*** EXERCISE MATERIAL ***

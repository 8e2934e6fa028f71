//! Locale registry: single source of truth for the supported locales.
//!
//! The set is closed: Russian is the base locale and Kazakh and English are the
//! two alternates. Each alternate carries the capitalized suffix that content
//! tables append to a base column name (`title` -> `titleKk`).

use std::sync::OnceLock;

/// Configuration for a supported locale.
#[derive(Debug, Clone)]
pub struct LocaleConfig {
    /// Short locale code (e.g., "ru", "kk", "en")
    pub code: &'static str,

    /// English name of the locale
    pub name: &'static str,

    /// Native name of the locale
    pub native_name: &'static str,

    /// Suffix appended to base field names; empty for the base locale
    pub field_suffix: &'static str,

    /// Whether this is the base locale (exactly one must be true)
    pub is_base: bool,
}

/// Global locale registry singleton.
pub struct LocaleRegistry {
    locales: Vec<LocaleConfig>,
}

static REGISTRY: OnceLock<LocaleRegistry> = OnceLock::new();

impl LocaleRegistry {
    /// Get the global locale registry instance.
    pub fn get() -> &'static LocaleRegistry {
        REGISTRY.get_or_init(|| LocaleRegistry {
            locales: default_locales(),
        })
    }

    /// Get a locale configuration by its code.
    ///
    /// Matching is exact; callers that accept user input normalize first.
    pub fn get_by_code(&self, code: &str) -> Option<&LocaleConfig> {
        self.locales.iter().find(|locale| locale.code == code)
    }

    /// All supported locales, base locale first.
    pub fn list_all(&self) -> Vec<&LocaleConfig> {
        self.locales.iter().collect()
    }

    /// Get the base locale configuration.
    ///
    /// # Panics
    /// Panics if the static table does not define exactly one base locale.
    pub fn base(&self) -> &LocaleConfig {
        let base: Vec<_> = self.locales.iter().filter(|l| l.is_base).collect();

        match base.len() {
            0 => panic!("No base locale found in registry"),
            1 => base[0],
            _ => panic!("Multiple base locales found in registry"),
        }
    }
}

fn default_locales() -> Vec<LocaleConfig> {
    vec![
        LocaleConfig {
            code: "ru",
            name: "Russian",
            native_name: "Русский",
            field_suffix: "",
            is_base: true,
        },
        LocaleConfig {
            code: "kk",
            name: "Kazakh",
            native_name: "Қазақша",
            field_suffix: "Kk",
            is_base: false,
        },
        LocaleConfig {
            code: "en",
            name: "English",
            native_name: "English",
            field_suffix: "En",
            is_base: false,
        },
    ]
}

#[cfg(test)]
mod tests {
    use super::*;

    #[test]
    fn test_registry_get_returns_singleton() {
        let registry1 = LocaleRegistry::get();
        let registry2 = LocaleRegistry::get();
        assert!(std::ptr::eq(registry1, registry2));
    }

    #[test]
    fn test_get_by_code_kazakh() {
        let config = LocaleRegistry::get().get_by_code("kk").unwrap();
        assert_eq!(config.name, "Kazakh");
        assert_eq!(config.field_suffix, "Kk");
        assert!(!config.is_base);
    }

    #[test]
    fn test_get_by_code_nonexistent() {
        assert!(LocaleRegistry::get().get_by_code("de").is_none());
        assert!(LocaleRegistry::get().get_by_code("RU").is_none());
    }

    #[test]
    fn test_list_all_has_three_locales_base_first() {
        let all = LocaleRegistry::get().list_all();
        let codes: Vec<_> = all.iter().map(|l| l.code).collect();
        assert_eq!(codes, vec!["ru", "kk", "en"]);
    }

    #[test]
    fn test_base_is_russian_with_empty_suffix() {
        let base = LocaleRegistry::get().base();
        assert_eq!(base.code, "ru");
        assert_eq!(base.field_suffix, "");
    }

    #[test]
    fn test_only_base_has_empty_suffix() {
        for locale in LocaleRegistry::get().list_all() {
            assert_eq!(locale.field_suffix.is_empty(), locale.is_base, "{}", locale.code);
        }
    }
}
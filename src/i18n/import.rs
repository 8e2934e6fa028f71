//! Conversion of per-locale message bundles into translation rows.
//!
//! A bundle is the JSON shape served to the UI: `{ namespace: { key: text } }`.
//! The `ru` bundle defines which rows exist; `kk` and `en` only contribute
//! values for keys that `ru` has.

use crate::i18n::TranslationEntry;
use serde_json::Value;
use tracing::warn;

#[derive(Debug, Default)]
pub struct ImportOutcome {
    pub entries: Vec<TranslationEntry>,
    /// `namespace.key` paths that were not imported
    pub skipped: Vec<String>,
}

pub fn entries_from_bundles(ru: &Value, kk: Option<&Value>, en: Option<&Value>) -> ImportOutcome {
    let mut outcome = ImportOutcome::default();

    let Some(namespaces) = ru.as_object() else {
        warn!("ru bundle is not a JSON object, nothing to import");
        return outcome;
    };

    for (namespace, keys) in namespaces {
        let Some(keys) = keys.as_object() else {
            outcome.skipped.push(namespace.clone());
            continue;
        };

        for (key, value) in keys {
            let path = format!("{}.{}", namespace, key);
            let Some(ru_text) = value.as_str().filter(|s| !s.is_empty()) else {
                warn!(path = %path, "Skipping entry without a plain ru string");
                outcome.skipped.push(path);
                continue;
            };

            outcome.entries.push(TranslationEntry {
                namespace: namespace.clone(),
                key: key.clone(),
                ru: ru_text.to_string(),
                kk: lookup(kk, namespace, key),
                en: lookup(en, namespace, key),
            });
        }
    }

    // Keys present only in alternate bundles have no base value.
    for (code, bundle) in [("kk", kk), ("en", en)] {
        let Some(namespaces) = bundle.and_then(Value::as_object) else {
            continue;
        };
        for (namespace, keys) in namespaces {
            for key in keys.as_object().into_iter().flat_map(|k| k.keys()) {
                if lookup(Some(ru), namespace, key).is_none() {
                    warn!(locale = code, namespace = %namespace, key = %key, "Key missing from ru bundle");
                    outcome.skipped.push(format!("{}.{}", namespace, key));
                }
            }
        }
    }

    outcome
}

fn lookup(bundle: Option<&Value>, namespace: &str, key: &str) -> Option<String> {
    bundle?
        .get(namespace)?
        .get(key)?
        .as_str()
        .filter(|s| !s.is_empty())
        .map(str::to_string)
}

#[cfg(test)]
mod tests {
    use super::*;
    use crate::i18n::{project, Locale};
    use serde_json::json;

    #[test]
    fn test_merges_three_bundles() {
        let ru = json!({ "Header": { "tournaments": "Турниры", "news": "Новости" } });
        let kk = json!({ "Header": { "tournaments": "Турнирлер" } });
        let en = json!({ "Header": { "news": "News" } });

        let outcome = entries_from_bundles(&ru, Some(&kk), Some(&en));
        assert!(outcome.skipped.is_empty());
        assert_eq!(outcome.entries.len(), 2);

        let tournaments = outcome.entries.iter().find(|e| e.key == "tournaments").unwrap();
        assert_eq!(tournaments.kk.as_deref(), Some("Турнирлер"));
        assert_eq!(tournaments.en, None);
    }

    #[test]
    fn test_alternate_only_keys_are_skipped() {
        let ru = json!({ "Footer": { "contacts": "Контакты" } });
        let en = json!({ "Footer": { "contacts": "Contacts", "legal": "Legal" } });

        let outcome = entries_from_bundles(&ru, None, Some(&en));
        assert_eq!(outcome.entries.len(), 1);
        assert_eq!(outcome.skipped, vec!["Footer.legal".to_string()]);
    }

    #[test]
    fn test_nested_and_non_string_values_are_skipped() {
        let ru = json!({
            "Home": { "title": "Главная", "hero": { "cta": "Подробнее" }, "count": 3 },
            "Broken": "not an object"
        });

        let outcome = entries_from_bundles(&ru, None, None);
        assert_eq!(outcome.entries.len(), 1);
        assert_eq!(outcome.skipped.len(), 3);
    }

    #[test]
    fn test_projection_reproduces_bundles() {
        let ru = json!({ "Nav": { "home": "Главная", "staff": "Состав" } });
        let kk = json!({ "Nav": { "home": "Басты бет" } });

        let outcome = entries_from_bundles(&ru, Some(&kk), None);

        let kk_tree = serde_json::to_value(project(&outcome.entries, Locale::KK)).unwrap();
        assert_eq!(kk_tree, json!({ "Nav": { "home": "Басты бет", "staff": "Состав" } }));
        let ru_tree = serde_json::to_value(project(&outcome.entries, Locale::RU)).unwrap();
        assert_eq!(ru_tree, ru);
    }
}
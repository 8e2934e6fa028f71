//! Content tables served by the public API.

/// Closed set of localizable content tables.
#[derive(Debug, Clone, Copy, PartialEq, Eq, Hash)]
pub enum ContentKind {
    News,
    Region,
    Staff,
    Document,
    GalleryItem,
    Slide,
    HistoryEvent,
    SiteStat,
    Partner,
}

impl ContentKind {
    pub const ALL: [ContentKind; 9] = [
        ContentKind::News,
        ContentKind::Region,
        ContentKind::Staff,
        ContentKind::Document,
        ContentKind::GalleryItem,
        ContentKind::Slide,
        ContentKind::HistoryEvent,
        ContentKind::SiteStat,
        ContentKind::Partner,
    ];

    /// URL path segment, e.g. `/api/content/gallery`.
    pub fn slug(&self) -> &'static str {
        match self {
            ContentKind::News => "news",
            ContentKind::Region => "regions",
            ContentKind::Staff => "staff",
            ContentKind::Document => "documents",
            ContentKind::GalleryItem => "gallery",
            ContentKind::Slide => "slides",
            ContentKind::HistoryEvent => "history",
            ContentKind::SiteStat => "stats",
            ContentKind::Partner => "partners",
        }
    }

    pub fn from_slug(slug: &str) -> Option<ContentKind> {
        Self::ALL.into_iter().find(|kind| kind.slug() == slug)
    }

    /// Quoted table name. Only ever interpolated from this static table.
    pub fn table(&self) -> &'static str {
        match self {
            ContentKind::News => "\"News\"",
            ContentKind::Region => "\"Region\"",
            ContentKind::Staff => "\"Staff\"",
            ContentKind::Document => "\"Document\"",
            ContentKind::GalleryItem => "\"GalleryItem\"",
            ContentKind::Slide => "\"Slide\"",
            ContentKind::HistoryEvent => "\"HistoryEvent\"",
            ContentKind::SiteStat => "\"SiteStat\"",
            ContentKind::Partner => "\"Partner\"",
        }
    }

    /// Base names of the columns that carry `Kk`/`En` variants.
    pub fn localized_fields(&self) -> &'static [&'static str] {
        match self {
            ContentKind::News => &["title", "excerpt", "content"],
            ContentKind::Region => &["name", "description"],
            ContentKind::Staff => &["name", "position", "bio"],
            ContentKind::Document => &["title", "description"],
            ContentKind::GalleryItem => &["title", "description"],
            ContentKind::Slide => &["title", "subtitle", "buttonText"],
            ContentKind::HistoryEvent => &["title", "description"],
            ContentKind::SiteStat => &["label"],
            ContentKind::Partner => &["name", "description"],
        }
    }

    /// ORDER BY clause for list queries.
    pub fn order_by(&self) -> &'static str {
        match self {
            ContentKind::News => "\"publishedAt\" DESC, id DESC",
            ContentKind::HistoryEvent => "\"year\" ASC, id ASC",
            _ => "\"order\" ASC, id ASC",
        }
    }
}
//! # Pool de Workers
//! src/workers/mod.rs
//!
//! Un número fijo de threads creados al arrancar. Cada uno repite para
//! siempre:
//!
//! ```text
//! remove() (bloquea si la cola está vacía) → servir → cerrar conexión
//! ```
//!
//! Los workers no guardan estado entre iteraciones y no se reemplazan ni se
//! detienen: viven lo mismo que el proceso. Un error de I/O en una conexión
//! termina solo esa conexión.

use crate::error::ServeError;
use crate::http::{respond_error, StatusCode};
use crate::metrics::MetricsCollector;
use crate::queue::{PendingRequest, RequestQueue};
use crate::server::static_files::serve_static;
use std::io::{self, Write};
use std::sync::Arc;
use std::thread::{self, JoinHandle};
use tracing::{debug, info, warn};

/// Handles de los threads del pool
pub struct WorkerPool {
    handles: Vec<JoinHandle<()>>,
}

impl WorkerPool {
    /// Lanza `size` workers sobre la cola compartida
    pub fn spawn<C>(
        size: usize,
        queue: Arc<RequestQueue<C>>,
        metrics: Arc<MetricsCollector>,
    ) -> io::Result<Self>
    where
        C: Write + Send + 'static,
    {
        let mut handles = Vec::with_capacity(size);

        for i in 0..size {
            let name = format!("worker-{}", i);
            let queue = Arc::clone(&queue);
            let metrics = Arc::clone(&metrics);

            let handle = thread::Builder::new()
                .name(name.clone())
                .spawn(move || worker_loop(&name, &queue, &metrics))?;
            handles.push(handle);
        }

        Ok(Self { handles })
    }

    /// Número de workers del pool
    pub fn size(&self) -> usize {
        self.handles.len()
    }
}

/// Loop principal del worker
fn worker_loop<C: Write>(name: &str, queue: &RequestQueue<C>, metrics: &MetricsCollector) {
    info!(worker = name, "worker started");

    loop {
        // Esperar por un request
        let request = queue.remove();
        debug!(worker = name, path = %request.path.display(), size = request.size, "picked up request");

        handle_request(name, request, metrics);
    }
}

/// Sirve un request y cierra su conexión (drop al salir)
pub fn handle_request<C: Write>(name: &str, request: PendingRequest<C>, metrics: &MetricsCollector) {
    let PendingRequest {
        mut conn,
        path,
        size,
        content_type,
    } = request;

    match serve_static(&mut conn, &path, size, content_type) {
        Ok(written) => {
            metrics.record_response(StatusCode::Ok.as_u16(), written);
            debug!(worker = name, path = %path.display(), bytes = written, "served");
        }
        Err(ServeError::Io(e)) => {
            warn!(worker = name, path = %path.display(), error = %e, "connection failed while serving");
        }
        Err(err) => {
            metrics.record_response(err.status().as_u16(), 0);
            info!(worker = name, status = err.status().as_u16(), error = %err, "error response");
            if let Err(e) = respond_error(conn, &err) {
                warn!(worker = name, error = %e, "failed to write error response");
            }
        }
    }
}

***

* WHAT THE EXERCISE ASKS *
Extract from the data every line where "description" shows up.

* ANSWER SECTION *
            ContentKind::Region => &["name", "description"],
            ContentKind::Document => &["title", "description"],
            ContentKind::GalleryItem => &["title", "description"],
            ContentKind::HistoryEvent => &["title", "description"],
            ContentKind::Partner => &["name", "description"],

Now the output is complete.